Mark Cammack
Professor of Law
B.A., magna cum laude, Asian Studies, Brigham Young University, 1979
University Fellow, South Asian Studies, 1980-81
J.D., cum laude, University of Wisconsin, 1983
Fulbright Fellow, Jakarta, Indonesia, 1984-85
Order of the Coif
Member, New York, Utah, and Wisconsin State Bars
Mark Cammack entered law teaching in order to pursue his interest in comparative law and the Indonesian legal system. He became interested in Indonesia and learned to speak Indonesian after living in the country for two years during college. He went on to study both law and Southeast Asian history as a University Fellow in the Department of South Asian Studies at the University of Wisconsin. Upon graduation from law school, he accepted a clerkship with Justice Roland Day of the Wisconsin Supreme Court. Professor Cammack then applied for and received a Fulbright grant, and spent the next year in Indonesia conducting field research on the country's Islamic court system.

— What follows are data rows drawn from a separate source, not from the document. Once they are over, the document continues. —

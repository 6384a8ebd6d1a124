use std::collections::HashMap;

use chrono::{DateTime, Utc};
use rust_decimal::Decimal;
use serde::{Deserialize, Serialize};
use uuid::Uuid;

use super::money::checked_sum;
use crate::errors::{BudgetError, Result};

/// Bucket used for expenses recorded without a category.
pub const UNCATEGORIZED: &str = "uncategorized";

/// One recorded expense, as handed over by the transaction subsystem.
#[derive(Debug, Clone, Serialize, Deserialize, PartialEq, Eq)]
pub struct ExpenseRecord {
    pub user_id: Uuid,
    #[serde(default)]
    pub category: Option<String>,
    pub amount: Decimal,
    pub date: DateTime<Utc>,
}

impl ExpenseRecord {
    pub fn new(
        user_id: Uuid,
        category: Option<&str>,
        amount: Decimal,
        date: DateTime<Utc>,
    ) -> Self {
        Self {
            user_id,
            category: category.map(str::to_string),
            amount,
            date,
        }
    }

    /// Category this record is attributed to, falling back to [`UNCATEGORIZED`].
    pub fn category_key(&self) -> &str {
        match self.category.as_deref() {
            Some(name) if !name.trim().is_empty() => name,
            _ => UNCATEGORIZED,
        }
    }
}

#[derive(Debug, Clone, Copy, Serialize, Deserialize, PartialEq, Eq)]
#[serde(rename_all = "SCREAMING_SNAKE_CASE")]
pub enum EntryKind {
    Income,
    Expense,
}

/// Income or expense event as kept by a store; only expenses feed the engine.
#[derive(Debug, Clone, Serialize, Deserialize, PartialEq, Eq)]
pub struct LedgerEntry {
    pub id: Uuid,
    pub user_id: Uuid,
    pub kind: EntryKind,
    #[serde(default)]
    pub category: Option<String>,
    pub amount: Decimal,
    pub date: DateTime<Utc>,
}

impl LedgerEntry {
    pub fn new(
        user_id: Uuid,
        kind: EntryKind,
        category: Option<&str>,
        amount: Decimal,
        date: DateTime<Utc>,
    ) -> Self {
        Self {
            id: Uuid::new_v4(),
            user_id,
            kind,
            category: category.map(str::to_string),
            amount,
            date,
        }
    }

    pub fn as_expense(&self) -> Option<ExpenseRecord> {
        match self.kind {
            EntryKind::Expense => Some(ExpenseRecord {
                user_id: self.user_id,
                category: self.category.clone(),
                amount: self.amount,
                date: self.date,
            }),
            EntryKind::Income => None,
        }
    }
}

/// Per-category totals kept in order of first appearance.
#[derive(Debug, Clone, Default, PartialEq, Eq)]
pub struct SpendBreakdown {
    entries: Vec<(String, Decimal)>,
    index: HashMap<String, usize>,
}

impl SpendBreakdown {
    pub fn new() -> Self {
        Self::default()
    }

    pub fn add(&mut self, category: &str, amount: Decimal) -> Result<()> {
        match self.index.get(category) {
            Some(&pos) => {
                let entry = &mut self.entries[pos].1;
                *entry = entry.checked_add(amount).ok_or_else(|| {
                    BudgetError::overflow(format!("summing spend for `{category}`"))
                })?;
            }
            None => {
                self.index.insert(category.to_string(), self.entries.len());
                self.entries.push((category.to_string(), amount));
            }
        }
        Ok(())
    }

    pub fn get(&self, category: &str) -> Option<Decimal> {
        self.index.get(category).map(|&pos| self.entries[pos].1)
    }

    pub fn iter(&self) -> impl Iterator<Item = (&str, Decimal)> {
        self.entries
            .iter()
            .map(|(category, amount)| (category.as_str(), *amount))
    }

    pub fn total(&self) -> Result<Decimal> {
        checked_sum(
            self.entries.iter().map(|(_, amount)| *amount),
            "summing category spend",
        )
    }

    pub fn len(&self) -> usize {
        self.entries.len()
    }

    pub fn is_empty(&self) -> bool {
        self.entries.is_empty()
    }
}
pub mod calendar;
pub mod services;
pub mod time;

pub use time::{Clock, FixedClock, SystemClock};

The results of this research were later published in the International and Comparative Law Quarterly.
"By studying the laws of other countries, we can see that our own laws and legal institutions are neither universal nor inevitable."
Upon returning to the United States, Professor Cammack practiced law for three years as an assistant district attorney in New York City. He left the D.A.'s office in 1988 to teach legal research and writing at Columbia Law School. In 1990, Professor Cammack joined the faculty at Southwestern and was named as the Irwin R. Buchalter Professor of Law in 2001.
An interest in judicial institutions and procedure forms a common thread in all of Professor Cammack's scholarship. He has taught and written about the American jury and the procedural rules in U.S. criminal trials. His research on Indonesia has focused on the modernization of the country's Islamic judiciary and the effect of these institutional changes on substantive law. Professor Cammack has also participated in several collaborative studies that have used survey data to evaluate the impact of state family law policies on underage marriage, divorce, and contraceptive use.
Professor Cammack is frequently called on for his expertise on the Indonesian legal system. In 2002 he was chosen by the United Nations to monitor the trials of Indonesian military, police and civilian officials charged with human rights crimes committed in East Timor following the vote for independence in 1999. He has served as an expert witness on matters related to Indonesian law, and is currently an affiliated faculty member at the Asian Law Center at the University of Washington where he advises Ph.D. students writing about Indonesia.